Welcome to Diana Initiative 2021 Virtual Conference schedule. For more information, please see our virtual conference page here : https://tickets.dianainitiative.org
Technical skills have long been the focus of training and development programs within cybersecurity, largely because they’ve always been the metric by which candidates and employees are evaluated. Non-technical skills are all but overlooked during the hiring process, simply glossed over in the job description and hardly mentioned during interviews. Despite all this, I’d like to suggest that it’s the non-technical skills that set employees apart and that it’s in this arena that women especially have the opportunity to shine.
As a byproduct of growing up in modern society, women develop many skills that men simply aren’t required to. We become naturally better communicators and collaborators, tend to be better at maintaining objectivity, and more easily understand the connections between teams, individuals, and projects. It’s time we’re all encouraged to be proud of these skill sets, and that training and development in these areas become a normal part of career progression for all employees.
To bring some anecdotal evidence along, I’ve never been willing to describe myself as a technical person, even when colleagues have ascribed that adjective – I’m simply not here for the tech. I’m not a hardware collector, I don’t mess with software or networking in my free time, I’ve never done a techy competition on my off days. Tech is not my hobby, but when I first started college, I got the impression that it had to be. All my confident peers seemed to be into that part of things, and the fact that I was consistently top in our classes didn’t spare me from feeling foolish when they’d bring up some new gadget I’d never heard of. I considered quitting several times, crying on the phone to my mom more times than I could count.
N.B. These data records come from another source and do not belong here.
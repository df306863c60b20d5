use std::path::PathBuf;

use serde::{Deserialize, Serialize};

/// Stores user-configurable preferences and metadata.
#[derive(Debug, Clone, Serialize, Deserialize)]
pub struct Config {
    pub locale: String,
    pub currency: String,
    /// How many months ahead recurring rules are materialized.
    #[serde(default = "Config::default_horizon_months")]
    pub horizon_months: u32,
    #[serde(default = "Config::default_ui_color_enabled")]
    pub ui_color_enabled: bool,

    #[serde(skip_serializing_if = "Option::is_none")]
    /// Optional custom data directory. Defaults to `~/.easybudget`.
    pub data_dir: Option<PathBuf>,
}

impl Default for Config {
    fn default() -> Self {
        Self {
            locale: "en-US".into(),
            currency: "USD".into(),
            horizon_months: Self::default_horizon_months(),
            ui_color_enabled: Self::default_ui_color_enabled(),
            data_dir: None,
        }
    }
}

impl Config {
    pub fn default_horizon_months() -> u32 {
        12
    }

    pub fn default_ui_color_enabled() -> bool {
        true
    }

    /// Horizon months with the `>= 1` floor applied.
    pub fn resolve_horizon_months(&self) -> u32 {
        self.horizon_months.max(1)
    }

    pub fn resolve_data_dir(&self) -> PathBuf {
        if let Some(path) = &self.data_dir {
            return path.clone();
        }

        let base = dirs::home_dir().unwrap_or_else(|| PathBuf::from("."));
        base.join(".easybudget")
    }
}
//! Static help text for the shell.

pub fn help_text() -> String {
    [
        "Commands:",
        "  cal [YYYY-MM]                          show the month grid of ending balances",
        "  next | prev                            move the calendar one month",
        "  select YYYY-MM-DD                      pick a day; shows its balance and rows",
        "  list [YYYY-MM-DD]                      list the day's transactions",
        "  balance [YYYY-MM-DD]                   show the ending balance on a day",
        "  add YYYY-MM-DD AMOUNT [NOTE..]         record a one-off transaction",
        "  repeat YYYY-MM-DD AMOUNT EVERY UNIT [NOTE..]",
        "                                         create a recurring rule (unit: day|week|month)",
        "  rules                                  list recurrence rules",
        "  edit ID YYYY-MM-DD AMOUNT [NOTE..]     rewrite one transaction",
        "  edit-series ID AMOUNT [NOTE..]         rewrite a rule and all its occurrences",
        "  delete ID                              delete one transaction",
        "  delete-series ID                       delete a rule and its whole series",
        "  backup [NOTE..]                        write a backup of the book",
        "  backups                                list backups",
        "  restore INDEX                          restore a listed backup",
        "  help                                   show this text",
        "  exit                                   leave the shell",
        "",
        "Amounts are signed: income positive (1700), expenses negative (-15.00).",
        "IDs accept any unambiguous prefix of the ids printed by `list` and `rules`.",
    ]
    .join("\n")
}
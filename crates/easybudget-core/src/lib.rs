//! easybudget-core
//!
//! Business logic and services for EasyBudget.
//! Depends on easybudget-domain. No CLI, no terminal I/O, no direct storage
//! interactions.

pub mod balance_service;
pub mod calendar;
pub mod error;
pub mod expansion_service;
pub mod rule_service;
pub mod storage;
pub mod time;
pub mod transaction_service;

pub use balance_service::*;
pub use error::CoreError;
pub use expansion_service::*;
pub use rule_service::*;
pub use transaction_service::*;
But eventually – and recently – I’ve begun to see that technical skills are not what have made me an effective or appreciated employee. Every job I’ve held has required me to learn a new set of technical skills, hopping from digital forensics, to network security analysis, to content development, to coding, to cybersecurity consulting. Rather, my almost annoyingly analytical and critical mind allows me to ask the questions others don’t see. My extracurricular experience with writing and public speaking allows me to communicate with anyone regardless of their technical knowhow. My innate self-awareness that sometimes still simmers over into self-doubt allows me to appreciate and leverage the brilliance of my colleagues. Who I am inside - who I am despite years of technical training - is what makes me successful.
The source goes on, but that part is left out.